Jaideep Ahlawat’s character is vastly different from ‘Paatal Lok’, which you directed him in. What made you think of him to play the kind Pradeep Kamat?
He is the best actor, plus it's... my bias, my love, my conviction. Honestly, I don’t think too much before starting a film, which is why I am able to work so fast. I have done three projects back-to-back. School of Lies was a completely different show. Three Of Us is a completely different genre. I really don't think much. I just feel something and I just go ahead with it. Your convictions will follow. Even the pacing, long shots, number of takes was a decision I made on set. When I felt I had got it, I knew it. We shot the film in 25 days.
As you said, ‘Paatal Lok’, ‘School of Lies’ and ‘Three of Us’ are tonally and emotionally so different. What else are you working on?
That was essential for me, because after Paatal Lok, I was working on School of Lies. And the kind of show Paatal Lok is - one has to turn one’s soul in a completely different direction - I needed to come back to this space, to rejuvenate myself in a different way. It was also an important reset before getting ready for Paatal Lok season two, which is a beast. I was getting terrified when I read the script and this time, I'm the solo director on it. It has such intense action and an even denser narrative. It’s now getting completed in post-production.
Going back to 2014, I don’t know how my first film Killa got made. It was a fluke. I was very young at the time. I was a cinematographer who came to Mumbai and suddenly, in a year's time, Killa happened and my first release was my own film. I was confused and wondered if I really have the talent to make a film or was it a fluke. So, making a second film was always at the back of my mind.
Three of Us is a melancholic film but it's not sad. It’s got tenderness and childlike amusement through Shailaja.
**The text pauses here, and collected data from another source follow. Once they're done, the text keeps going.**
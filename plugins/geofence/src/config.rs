//! Bridge configuration.

use geofence_core::DEFAULT_RADIUS_METERS;
use serde::{Deserialize, Serialize};
use std::path::{Path, PathBuf};
use std::time::Duration;

const DATABASE_FILE: &str = "geofence.db";

#[derive(Debug, thiserror::Error)]
pub enum ConfigError {
    #[error("failed to read config '{path}': {source}")]
    Read {
        path: PathBuf,
        #[source]
        source: std::io::Error,
    },

    #[error("invalid config '{path}': {source}")]
    Parse {
        path: PathBuf,
        #[source]
        source: serde_json::Error,
    },

    #[error("invalid configuration: {0}")]
    Invalid(String),
}

#[derive(Debug, Clone, PartialEq, Serialize, Deserialize)]
#[serde(default)]
pub struct GeofenceConfig {
    /// Radius in meters applied when `addRegion` omits one.
    pub default_radius_m: f64,
    /// A last-known fix older than this is refreshed before reporting.
    pub location_max_age_secs: u64,
    /// Interval requested for periodic background location updates.
    pub background_interval_secs: u64,
    /// Reject monitoring requests without authorization instead of
    /// acknowledging them silently.
    pub strict_permissions: bool,
    /// SQLite file for handles, regions and queued events.
    pub database_path: Option<PathBuf>,
}

impl Default for GeofenceConfig {
    fn default() -> Self {
        Self {
            default_radius_m: DEFAULT_RADIUS_METERS,
            location_max_age_secs: 60,
            background_interval_secs: 900, // 15 minutes
            strict_permissions: false,
            database_path: None,
        }
    }
}

impl GeofenceConfig {
    /// Loads and validates a JSON config file. Missing keys take defaults.
    pub fn load(path: &Path) -> Result<Self, ConfigError> {
        let raw = std::fs::read_to_string(path).map_err(|source| ConfigError::Read {
            path: path.to_path_buf(),
            source,
        })?;
        let config: Self = serde_json::from_str(&raw).map_err(|source| ConfigError::Parse {
            path: path.to_path_buf(),
            source,
        })?;
        config.validate()?;
        Ok(config)
    }

    pub fn validate(&self) -> Result<(), ConfigError> {
        if !self.default_radius_m.is_finite() || self.default_radius_m <= 0.0 {
            return Err(ConfigError::Invalid(format!(
                "default_radius_m must be positive, got {}",
                self.default_radius_m
            )));
        }
        if self.background_interval_secs == 0 {
            return Err(ConfigError::Invalid(
                "background_interval_secs must be non-zero".to_string(),
            ));
        }
        Ok(())
    }

    /// Configured database path, or `<data dir>/geofence/geofence.db`.
    pub fn database_path(&self) -> PathBuf {
        if let Some(path) = &self.database_path {
            return path.clone();
        }
        dirs::data_dir()
            .unwrap_or_else(|| PathBuf::from("."))
            .join("geofence")
            .join(DATABASE_FILE)
    }

    pub fn location_max_age(&self) -> Duration {
        Duration::from_secs(self.location_max_age_secs)
    }

    pub fn background_interval(&self) -> Duration {
        Duration::from_secs(self.background_interval_secs)
    }
}
//! Geofence data model.
//!
//! Every value here validates its invariants on construction, so a
//! `GeoRegion` or `Coordinate` that exists is always well-formed.

use serde::{Deserialize, Serialize};
use std::fmt;
use std::str::FromStr;
use thiserror::Error;

/// Radius applied when the application layer omits one.
pub const DEFAULT_RADIUS_METERS: f64 = 50.0;

/// Errors raised when a region or coordinate violates its invariants.
#[derive(Debug, Clone, PartialEq, Error)]
pub enum RegionError {
    #[error("region identifier must not be empty")]
    EmptyId,

    #[error("radius must be a positive number of meters, got {0}")]
    InvalidRadius(f64),

    #[error("latitude {0} is outside [-90, 90]")]
    LatitudeOutOfRange(f64),

    #[error("longitude {0} is outside [-180, 180]")]
    LongitudeOutOfRange(f64),

    #[error("a region must subscribe to at least one event")]
    EmptyEventSet,

    #[error("unknown geofence event '{0}'")]
    UnknownEvent(String),

    #[error("unknown region state '{0}'")]
    UnknownState(String),
}

/// A WGS84 position in degrees.
#[derive(Debug, Clone, Copy, PartialEq, Serialize, Deserialize)]
pub struct Coordinate {
    pub latitude: f64,
    pub longitude: f64,
}

impl Coordinate {
    pub fn new(latitude: f64, longitude: f64) -> Result<Self, RegionError> {
        if !latitude.is_finite() || !(-90.0..=90.0).contains(&latitude) {
            return Err(RegionError::LatitudeOutOfRange(latitude));
        }
        if !longitude.is_finite() || !(-180.0..=180.0).contains(&longitude) {
            return Err(RegionError::LongitudeOutOfRange(longitude));
        }
        Ok(Self {
            latitude,
            longitude,
        })
    }
}

/// Direction of a region transition.
#[derive(Debug, Clone, Copy, PartialEq, Eq, Hash, Serialize, Deserialize)]
#[serde(rename_all = "lowercase")]
pub enum GeoEvent {
    Entry,
    Exit,
}

impl GeoEvent {
    pub fn as_str(&self) -> &'static str {
        match self {
            GeoEvent::Entry => "entry",
            GeoEvent::Exit => "exit",
        }
    }

    /// Membership state the device is in after this transition.
    pub fn resulting_state(&self) -> RegionState {
        match self {
            GeoEvent::Entry => RegionState::Inside,
            GeoEvent::Exit => RegionState::Outside,
        }
    }
}

impl fmt::Display for GeoEvent {
    fn fmt(&self, f: &mut fmt::Formatter<'_>) -> fmt::Result {
        f.write_str(self.as_str())
    }
}

impl FromStr for GeoEvent {
    type Err = RegionError;

    fn from_str(s: &str) -> Result<Self, Self::Err> {
        match s {
            "entry" => Ok(GeoEvent::Entry),
            "exit" => Ok(GeoEvent::Exit),
            other => Err(RegionError::UnknownEvent(other.to_string())),
        }
    }
}

/// Non-empty subset of {ENTRY, EXIT} a region is subscribed to.
#[derive(Debug, Clone, Copy, PartialEq, Eq)]
pub struct EventSet {
    entry: bool,
    exit: bool,
}

impl EventSet {
    pub const ENTRY: Self = Self {
        entry: true,
        exit: false,
    };
    pub const EXIT: Self = Self {
        entry: false,
        exit: true,
    };
    pub const BOTH: Self = Self {
        entry: true,
        exit: true,
    };

    pub fn from_events<I>(events: I) -> Result<Self, RegionError>
    where
        I: IntoIterator<Item = GeoEvent>,
    {
        let mut set = Self {
            entry: false,
            exit: false,
        };
        for event in events {
            match event {
                GeoEvent::Entry => set.entry = true,
                GeoEvent::Exit => set.exit = true,
            }
        }
        if !set.entry && !set.exit {
            return Err(RegionError::EmptyEventSet);
        }
        Ok(set)
    }

    /// Maps the application layer's event selector onto a subscription.
    ///
    /// `"entry"` and `"exit"` (with or without the `GeolocationEvent.`
    /// prefix) select a single direction; anything else selects both.
    pub fn from_selector(selector: &str) -> Self {
        let name = selector
            .strip_prefix("GeolocationEvent.")
            .unwrap_or(selector);
        match name {
            "entry" => Self::ENTRY,
            "exit" => Self::EXIT,
            _ => Self::BOTH,
        }
    }

    pub fn contains(&self, event: GeoEvent) -> bool {
        match event {
            GeoEvent::Entry => self.entry,
            GeoEvent::Exit => self.exit,
        }
    }

    pub fn iter(&self) -> impl Iterator<Item = GeoEvent> {
        let entry = self.entry.then_some(GeoEvent::Entry);
        let exit = self.exit.then_some(GeoEvent::Exit);
        entry.into_iter().chain(exit)
    }
}

impl fmt::Display for EventSet {
    fn fmt(&self, f: &mut fmt::Formatter<'_>) -> fmt::Result {
        let names: Vec<&str> = self.iter().map(|e| e.as_str()).collect();
        f.write_str(&names.join(","))
    }
}

impl FromStr for EventSet {
    type Err = RegionError;

    /// Parses the comma-joined form produced by `Display`.
    fn from_str(s: &str) -> Result<Self, Self::Err> {
        let events = s
            .split(',')
            .filter(|part| !part.is_empty())
            .map(GeoEvent::from_str)
            .collect::<Result<Vec<_>, _>>()?;
        Self::from_events(events)
    }
}

/// A circular region monitored for transitions.
#[derive(Debug, Clone, PartialEq)]
pub struct GeoRegion {
    id: String,
    radius: f64,
    center: Coordinate,
    events: EventSet,
}

impl GeoRegion {
    pub fn new(
        id: impl Into<String>,
        radius: f64,
        center: Coordinate,
        events: EventSet,
    ) -> Result<Self, RegionError> {
        let id = id.into();
        if id.is_empty() {
            return Err(RegionError::EmptyId);
        }
        if !radius.is_finite() || radius <= 0.0 {
            return Err(RegionError::InvalidRadius(radius));
        }
        Ok(Self {
            id,
            radius,
            center,
            events,
        })
    }

    pub fn id(&self) -> &str {
        &self.id
    }

    pub fn radius(&self) -> f64 {
        self.radius
    }

    pub fn center(&self) -> Coordinate {
        self.center
    }

    pub fn events(&self) -> EventSet {
        self.events
    }
}

/// Last observed membership of the device in a region.
#[derive(Debug, Clone, Copy, PartialEq, Eq, Default, Serialize, Deserialize)]
#[serde(rename_all = "lowercase")]
pub enum RegionState {
    #[default]
    Unknown,
    Inside,
    Outside,
}

impl RegionState {
    pub fn as_str(&self) -> &'static str {
        match self {
            RegionState::Unknown => "unknown",
            RegionState::Inside => "inside",
            RegionState::Outside => "outside",
        }
    }

    /// Event kind that moving into this state represents, if any.
    pub fn transition_kind(&self) -> Option<GeoEvent> {
        match self {
            RegionState::Unknown => None,
            RegionState::Inside => Some(GeoEvent::Entry),
            RegionState::Outside => Some(GeoEvent::Exit),
        }
    }
}

impl fmt::Display for RegionState {
    fn fmt(&self, f: &mut fmt::Formatter<'_>) -> fmt::Result {
        f.write_str(self.as_str())
    }
}

impl FromStr for RegionState {
    type Err = RegionError;

    fn from_str(s: &str) -> Result<Self, Self::Err> {
        match s {
            "unknown" => Ok(RegionState::Unknown),
            "inside" => Ok(RegionState::Inside),
            "outside" => Ok(RegionState::Outside),
            other => Err(RegionError::UnknownState(other.to_string())),
        }
    }
}

/// A resolved region transition. Immutable once created.
#[derive(Debug, Clone, PartialEq, Serialize, Deserialize)]
pub struct TransitionEvent {
    region_id: String,
    kind: GeoEvent,
    radius: f64,
    coordinate: Coordinate,
    timestamp_ms: i64,
}

impl TransitionEvent {
    pub fn new(
        region_id: impl Into<String>,
        kind: GeoEvent,
        radius: f64,
        coordinate: Coordinate,
        timestamp_ms: i64,
    ) -> Self {
        Self {
            region_id: region_id.into(),
            kind,
            radius,
            coordinate,
            timestamp_ms,
        }
    }

    pub fn region_id(&self) -> &str {
        &self.region_id
    }

    pub fn kind(&self) -> GeoEvent {
        self.kind
    }

    pub fn radius(&self) -> f64 {
        self.radius
    }

    pub fn coordinate(&self) -> Coordinate {
        self.coordinate
    }

    pub fn timestamp_ms(&self) -> i64 {
        self.timestamp_ms
    }
}
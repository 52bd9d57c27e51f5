//! Message-passing bridge between an application layer and the OS
//! geofencing, location and permission services.
//!
//! `GeofencePlugin` is the context object: build it once, clone it into
//! whatever receives commands or OS callbacks.
//!
//! ```text
//! app ──invoke(method, args)──► GeofencePlugin ──► platform adapters
//!  ▲                                 │  ▲
//!  │  main bus: location updates     │  └── OS callbacks (on_region_state, ...)
//!  └─────────────────────────────────┤
//!     background bus: onGeofenceMessage (gated until the context is ready)
//! ```

use geofence_core::{
    BackgroundGate, BackgroundLauncher, EventQueue, GateState, GeofenceAdapter, HandleStore,
    LocationProvider, MemoryHandleStore, MemoryQueue, MemoryRegionRepository, NullPlatform,
    PermissionProvider, RegionRepository, RegionState, RegionStore,
};
use geofence_events::{EventBusRef, NullEventBus};
use geofence_storage::{Database, StorageError};
use serde_json::Value;
use std::path::Path;
use std::sync::Arc;
use tokio::sync::Mutex;

mod commands;
mod config;
mod error;
mod handler;
mod state;

pub use commands::{methods, Command, RegionArgs};
pub use config::{ConfigError, GeofenceConfig};
pub use error::BridgeError;
pub use state::{SharedState, State};

/// OS services the bridge drives.
#[derive(Clone)]
pub struct Platform {
    pub geofencing: Arc<dyn GeofenceAdapter>,
    pub location: Arc<dyn LocationProvider>,
    pub permissions: Arc<dyn PermissionProvider>,
    pub launcher: Arc<dyn BackgroundLauncher>,
}

impl Platform {
    /// Uses one object for every service.
    pub fn from_shared<P>(platform: Arc<P>) -> Self
    where
        P: GeofenceAdapter
            + LocationProvider
            + PermissionProvider
            + BackgroundLauncher
            + 'static,
    {
        Self {
            geofencing: platform.clone(),
            location: platform.clone(),
            permissions: platform.clone(),
            launcher: platform,
        }
    }
}

impl Default for Platform {
    fn default() -> Self {
        Self::from_shared(Arc::new(NullPlatform))
    }
}

/// Where handles, regions and queued events are kept.
#[derive(Clone)]
pub struct Persistence {
    pub handles: Arc<dyn HandleStore>,
    pub regions: Arc<dyn RegionRepository>,
    pub queue: Arc<dyn EventQueue>,
}

impl Persistence {
    pub fn in_memory() -> Self {
        Self {
            handles: Arc::new(MemoryHandleStore::new()),
            regions: Arc::new(MemoryRegionRepository::new()),
            queue: Arc::new(MemoryQueue::new()),
        }
    }

    /// Uses one object for every store.
    pub fn from_shared<D>(store: Arc<D>) -> Self
    where
        D: HandleStore + RegionRepository + EventQueue + 'static,
    {
        Self {
            handles: store.clone(),
            regions: store.clone(),
            queue: store,
        }
    }

    /// Opens the SQLite database at `path`.
    pub fn sqlite(path: &Path) -> Result<Self, StorageError> {
        let db = Database::open(path)?;
        Ok(Self::from_shared(Arc::new(db)))
    }
}

/// Outbound channels to the application layer.
#[derive(Clone)]
pub struct Channels {
    pub main: EventBusRef,
    pub background: EventBusRef,
}

impl Default for Channels {
    fn default() -> Self {
        Self {
            main: Arc::new(NullEventBus),
            background: Arc::new(NullEventBus),
        }
    }
}

#[derive(Default)]
pub struct Builder {
    config: GeofenceConfig,
    platform: Option<Platform>,
    persistence: Option<Persistence>,
    channels: Option<Channels>,
}

impl Builder {
    pub fn config(mut self, config: GeofenceConfig) -> Self {
        self.config = config;
        self
    }

    pub fn platform(mut self, platform: Platform) -> Self {
        self.platform = Some(platform);
        self
    }

    pub fn persistence(mut self, persistence: Persistence) -> Self {
        self.persistence = Some(persistence);
        self
    }

    pub fn channels(mut self, channels: Channels) -> Self {
        self.channels = Some(channels);
        self
    }

    /// Builds the plugin, restoring any regions the repository remembers.
    pub fn build(self) -> GeofencePlugin {
        let platform = self.platform.unwrap_or_default();
        let persistence = self.persistence.unwrap_or_else(Persistence::in_memory);
        let channels = self.channels.unwrap_or_default();

        let regions = RegionStore::restore(platform.geofencing.clone(), persistence.regions);
        let gate = BackgroundGate::new(persistence.queue);

        GeofencePlugin {
            state: Arc::new(Mutex::new(State::new(regions, gate))),
            config: Arc::new(self.config),
            platform,
            handles: persistence.handles,
            channels,
        }
    }
}

#[derive(Clone)]
pub struct GeofencePlugin {
    pub(crate) state: SharedState,
    pub(crate) config: Arc<GeofenceConfig>,
    pub(crate) platform: Platform,
    pub(crate) handles: Arc<dyn HandleStore>,
    pub(crate) channels: Channels,
}

impl GeofencePlugin {
    pub fn builder() -> Builder {
        Builder::default()
    }

    pub fn config(&self) -> &GeofenceConfig {
        &self.config
    }

    /// Handles one bridge call. Successful calls acknowledge with `null`.
    pub async fn invoke(&self, method: &str, args: Value) -> Result<Value, BridgeError> {
        tracing::debug!(method, "bridge call");
        let command = Command::parse(method, args, self.config.default_radius_m)?;
        self.execute(method, command).await?;
        Ok(Value::Null)
    }

    async fn execute(&self, method: &str, command: Command) -> Result<(), BridgeError> {
        match command {
            Command::AddRegion(region) => {
                let mut state = self.state.lock().await;
                if !self.ensure_authorized(&mut state).await {
                    return self.deny(method);
                }
                state.regions.upsert(region).await;
            }
            Command::RemoveRegion(id) => {
                self.state.lock().await.regions.remove(&id).await;
            }
            Command::RemoveRegions => {
                self.state.lock().await.regions.remove_all().await;
            }
            Command::GetUserLocation => self.get_user_location().await,
            Command::StartListening => {
                let mut state = self.state.lock().await;
                if !self.ensure_authorized(&mut state).await {
                    return self.deny(method);
                }
                let interval = self.config.background_interval();
                match self.platform.location.start_periodic_updates(interval).await {
                    Ok(()) => {
                        state.listening = true;
                        tracing::info!(
                            interval_secs = interval.as_secs(),
                            "listening for location changes"
                        );
                    }
                    Err(e) => tracing::error!(error = %e, "failed to start location updates"),
                }
            }
            Command::StopListening => {
                let mut state = self.state.lock().await;
                if let Err(e) = self.platform.location.stop_periodic_updates().await {
                    tracing::error!(error = %e, "failed to stop location updates");
                }
                state.listening = false;
            }
            Command::RequestPermissions => {
                let mut state = self.state.lock().await;
                if self.platform.permissions.is_authorized().await {
                    state.authorized = true;
                    tracing::debug!("location permission already granted");
                } else if let Err(e) = self.platform.permissions.request_permissions().await {
                    tracing::error!(error = %e, "failed to request location permission");
                }
            }
            Command::InitializeBackground(handles) => self.initialize_background(handles).await,
            Command::BackgroundInitialized => self.background_ready().await,
        }
        Ok(())
    }

    /// Refreshes the cached flag from the provider when it is not set.
    async fn ensure_authorized(&self, state: &mut State) -> bool {
        if !state.authorized && self.platform.permissions.is_authorized().await {
            state.authorized = true;
        }
        state.authorized
    }

    fn deny(&self, method: &str) -> Result<(), BridgeError> {
        if self.config.strict_permissions {
            return Err(BridgeError::PermissionDenied(method.to_string()));
        }
        tracing::warn!(method, "location permission not granted, request ignored");
        Ok(())
    }

    pub async fn gate_state(&self) -> GateState {
        self.state.lock().await.gate.state()
    }

    /// Number of transitions waiting for the background context.
    pub async fn pending_events(&self) -> geofence_core::Result<usize> {
        self.state.lock().await.gate.pending()
    }

    pub async fn region_state(&self, id: &str) -> Option<RegionState> {
        self.state.lock().await.regions.state(id)
    }

    pub async fn monitored_regions(&self) -> Vec<String> {
        self.state.lock().await.regions.ids()
    }

    pub async fn is_authorized(&self) -> bool {
        self.state.lock().await.authorized
    }

    pub async fn is_listening(&self) -> bool {
        self.state.lock().await.listening
    }
}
I am working on a couple more feature film ideas. I don't think I'm going to touch the show format in a hurry, because the show format runs on anxiety, like something has to happen, there has to be a hook. Besides, only certain genres like thrillers, murder mysteries, crime thrillers or horrors are being commissioned. We are far behind in other genre shows, like family dramas or the shows HBO and Hulu make. But I am working on film scripts, including developing a musical, a Western and a couple of other different ideas.